Patient: I had Roe-N-Y Gastric Bypass 5 years ago. I have help steady at 135 since 2006. In 2009, my vitamin levels were “acceptable”. I recently saw a doctor for an intermitten and short lived pain on my right side – something equivelant of someone tying my intestine into a knot. I also suffer from constant fatigue. I discovered that my iron level was 9.1. Also, I was low on Vit E, Vit D, and Vit K. I’ve began taking a daily regiment of 100 mg of iron, 1000 mg of B12, and Seasonique to help boost iron levels and increase energy. I take a Vit D pill once a week and a B12 injection once every two weeks. Since, this new regiment I have been irritable, depressive, and have had varying bouts of nasea. I feel menapausal with constant hot/cold flashes. I don’t have any tingling in my limbs. What can cause my body to stop producing iron and not absorb vitamins when after 3 years from surgery my levels were fine. I could see right after surgery my body not absorbing vitamins but after 5 years suddenly stopping? I do not understand. Please help. I have had so many tests and no one has an answer as to the cause.

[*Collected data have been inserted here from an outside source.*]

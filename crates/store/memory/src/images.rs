use async_trait::async_trait;
use dashmap::DashMap;

use chairside_core::{Image, Page, PageQuery};
use chairside_store::{ImageFilter, ImageStore, StoreError};

/// In-memory [`ImageStore`] backed by a [`DashMap`].
///
/// Listings materialize the matching set, sort by capture date descending
/// and slice the requested page. Fine for development and tests.
#[derive(Debug, Default)]
pub struct MemoryImageStore {
    images: DashMap<String, Image>,
}

impl MemoryImageStore {
    /// Create a new, empty in-memory image store.
    #[must_use]
    pub fn new() -> Self {
        Self::default()
    }

    fn matches(filter: &ImageFilter, image: &Image) -> bool {
        if let Some(category) = filter.category
            && image.category != category
        {
            return false;
        }
        if let Some(tier) = filter.storage_tier
            && image.storage_tier != tier
        {
            return false;
        }
        if let Some(hold) = filter.legal_hold
            && image.legal_hold_active() != hold
        {
            return false;
        }
        if let Some(ref policy_id) = filter.policy_id
            && image.policy_id.as_deref() != Some(policy_id.as_str())
        {
            return false;
        }
        if let Some(has_policy) = filter.has_policy
            && image.policy_id.is_some() != has_policy
        {
            return false;
        }
        if let Some(from) = filter.captured_from
            && image.captured_at < from
        {
            return false;
        }
        if let Some(to) = filter.captured_to
            && image.captured_at > to
        {
            return false;
        }
        true
    }
}

#[async_trait]
impl ImageStore for MemoryImageStore {
    async fn insert(&self, image: Image) -> Result<(), StoreError> {
        match self.images.entry(image.id.clone()) {
            dashmap::mapref::entry::Entry::Occupied(_) => Err(StoreError::Conflict(format!(
                "image {} already exists",
                image.id
            ))),
            dashmap::mapref::entry::Entry::Vacant(vacant) => {
                vacant.insert(image);
                Ok(())
            }
        }
    }

    async fn get(&self, id: &str) -> Result<Option<Image>, StoreError> {
        Ok(self.images.get(id).map(|i| i.value().clone()))
    }

    async fn update(&self, image: Image) -> Result<(), StoreError> {
        match self.images.entry(image.id.clone()) {
            dashmap::mapref::entry::Entry::Occupied(mut occupied) => {
                occupied.insert(image);
                Ok(())
            }
            dashmap::mapref::entry::Entry::Vacant(_) => {
                Err(StoreError::not_found("image", image.id))
            }
        }
    }

    async fn delete(&self, id: &str) -> Result<bool, StoreError> {
        Ok(self.images.remove(id).is_some())
    }

    async fn list(&self, filter: &ImageFilter, page: PageQuery) -> Result<Page<Image>, StoreError> {
        let page = page.normalized();

        let mut matching: Vec<Image> = self
            .images
            .iter()
            .filter(|entry| Self::matches(filter, entry.value()))
            .map(|entry| entry.value().clone())
            .collect();

        matching.sort_by(|a, b| b.captured_at.cmp(&a.captured_at));

        let total = matching.len() as u64;
        let items: Vec<Image> = matching
            .into_iter()
            .skip(page.offset())
            .take(page.page_size as usize)
            .collect();

        Ok(Page::new(items, total, page.page, page.page_size))
    }

    async fn count_by_policy(&self, policy_id: &str) -> Result<u64, StoreError> {
        let count = self
            .images
            .iter()
            .filter(|entry| entry.value().policy_id.as_deref() == Some(policy_id))
            .count();
        Ok(count as u64)
    }

    async fn snapshot(&self) -> Result<Vec<Image>, StoreError> {
        Ok(self
            .images
            .iter()
            .map(|entry| entry.value().clone())
            .collect())
    }
}

#[cfg(test)]
mod tests {
    use super::*;
    use chairside_core::{ImageCategory, StorageTier};
    use chrono::{Duration, Utc};

    fn image(id: &str, category: ImageCategory, tier: StorageTier, age_days: i64) -> Image {
        let captured = Utc::now() - Duration::days(age_days);
        Image {
            id: id.into(),
            file_name: format!("{id}.dcm"),
            category,
            captured_at: captured,
            size_bytes: 1_024,
            patient_minor: false,
            storage_tier: tier,
            policy_id: None,
            legal_hold: None,
            last_accessed_at: None,
            created_at: captured,
            updated_at: captured,
        }
    }

    #[tokio::test]
    async fn insert_rejects_duplicate_ids() {
        let store = MemoryImageStore::new();
        store
            .insert(image("img_1", ImageCategory::Cbct, StorageTier::Hot, 1))
            .await
            .unwrap();
        let err = store
            .insert(image("img_1", ImageCategory::Cbct, StorageTier::Hot, 1))
            .await
            .unwrap_err();
        assert!(matches!(err, StoreError::Conflict(_)));
    }

    #[tokio::test]
    async fn list_filters_and_sorts_newest_first() {
        let store = MemoryImageStore::new();
        store
            .insert(image("old", ImageCategory::Cbct, StorageTier::Hot, 30))
            .await
            .unwrap();
        store
            .insert(image("new", ImageCategory::Cbct, StorageTier::Hot, 1))
            .await
            .unwrap();
        store
            .insert(image("photo", ImageCategory::IntraoralPhoto, StorageTier::Hot, 2))
            .await
            .unwrap();

        let page = store
            .list(
                &ImageFilter {
                    category: Some(ImageCategory::Cbct),
                    ..ImageFilter::default()
                },
                PageQuery::default(),
            )
            .await
            .unwrap();
        assert_eq!(page.total, 2);
        assert_eq!(page.items[0].id, "new");
        assert_eq!(page.items[1].id, "old");
    }

    #[tokio::test]
    async fn list_pagination_math_holds() {
        let store = MemoryImageStore::new();
        for i in 0..7 {
            store
                .insert(image(
                    &format!("img_{i}"),
                    ImageCategory::Other,
                    StorageTier::Hot,
                    i,
                ))
                .await
                .unwrap();
        }

        let page = store
            .list(
                &ImageFilter::default(),
                PageQuery {
                    page: 3,
                    page_size: 3,
                },
            )
            .await
            .unwrap();
        assert_eq!(page.total, 7);
        assert_eq!(page.total_pages, 3);
        assert_eq!(page.items.len(), 1);
        assert!(page.items.len() <= page.page_size as usize);
    }

    #[tokio::test]
    async fn count_by_policy_tracks_assignments() {
        let store = MemoryImageStore::new();
        let mut a = image("a", ImageCategory::Cbct, StorageTier::Hot, 1);
        a.policy_id = Some("pol_1".into());
        store.insert(a).await.unwrap();
        store
            .insert(image("b", ImageCategory::Cbct, StorageTier::Hot, 1))
            .await
            .unwrap();

        assert_eq!(store.count_by_policy("pol_1").await.unwrap(), 1);
        assert_eq!(store.count_by_policy("pol_2").await.unwrap(), 0);
    }

    #[tokio::test]
    async fn update_requires_existing_record() {
        let store = MemoryImageStore::new();
        let img = image("img_1", ImageCategory::Cbct, StorageTier::Hot, 1);
        assert!(matches!(
            store.update(img.clone()).await.unwrap_err(),
            StoreError::NotFound { .. }
        ));
        store.insert(img.clone()).await.unwrap();
        let mut updated = img;
        updated.storage_tier = StorageTier::Cold;
        store.update(updated).await.unwrap();
        assert!(store.get("img_1").await.unwrap().unwrap().is_archived());
    }
}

Doctor: All your symptoms may be attributable to nutritional deficiencies, secondary to your Roux-en-Y gastric bypass. This proc edure has a restrictive and a malabsorptive component to facilitate weight loss. The gastric bypass provides a substantial amount of dietary restriction. In addition the malabsorptive element is a result of bypassing the distal stomach, the entire duodenum, and varying the length of the jejunum. The extent of the bypass of the intestine determines the degree of macronutrient and micronutrient malabsorption, and this is a common late complication of this procedure. The standard Roux limb is about 75 cm. More extensive malabsorptive variations consist of gastric bypasses with a 150-cm Roux limb (long-limb) or with a very long-limb (distal gastric bypass). Iron is normally absorbed in the duodenum. You may have had good iron stores previous to your surgery, and gradually due to chronic malabsorption these stores have eventually been exhausted, causing low iron levels recently. Rarely, a female patient may develop severe anemia, even with supplementation, and treatment with parenteral iron is required. Vitamin D, E, and K deficiencies generally occur as a result of malabsorption of fat-soluble vitamins (Vitamins A, D, E, K) and may be a direct consequence of the surgery. Achlorhydia may also be a result of the surgery, a condition where there is not enough acid in stomach. Patients can then develop an overgrowth of bacteria as a result of the low acidity levels in the stomach. The overgrowth of bacteria may cause symptoms of nausea and vomiting. I advise consulting your surgeon for further advice and follow-up.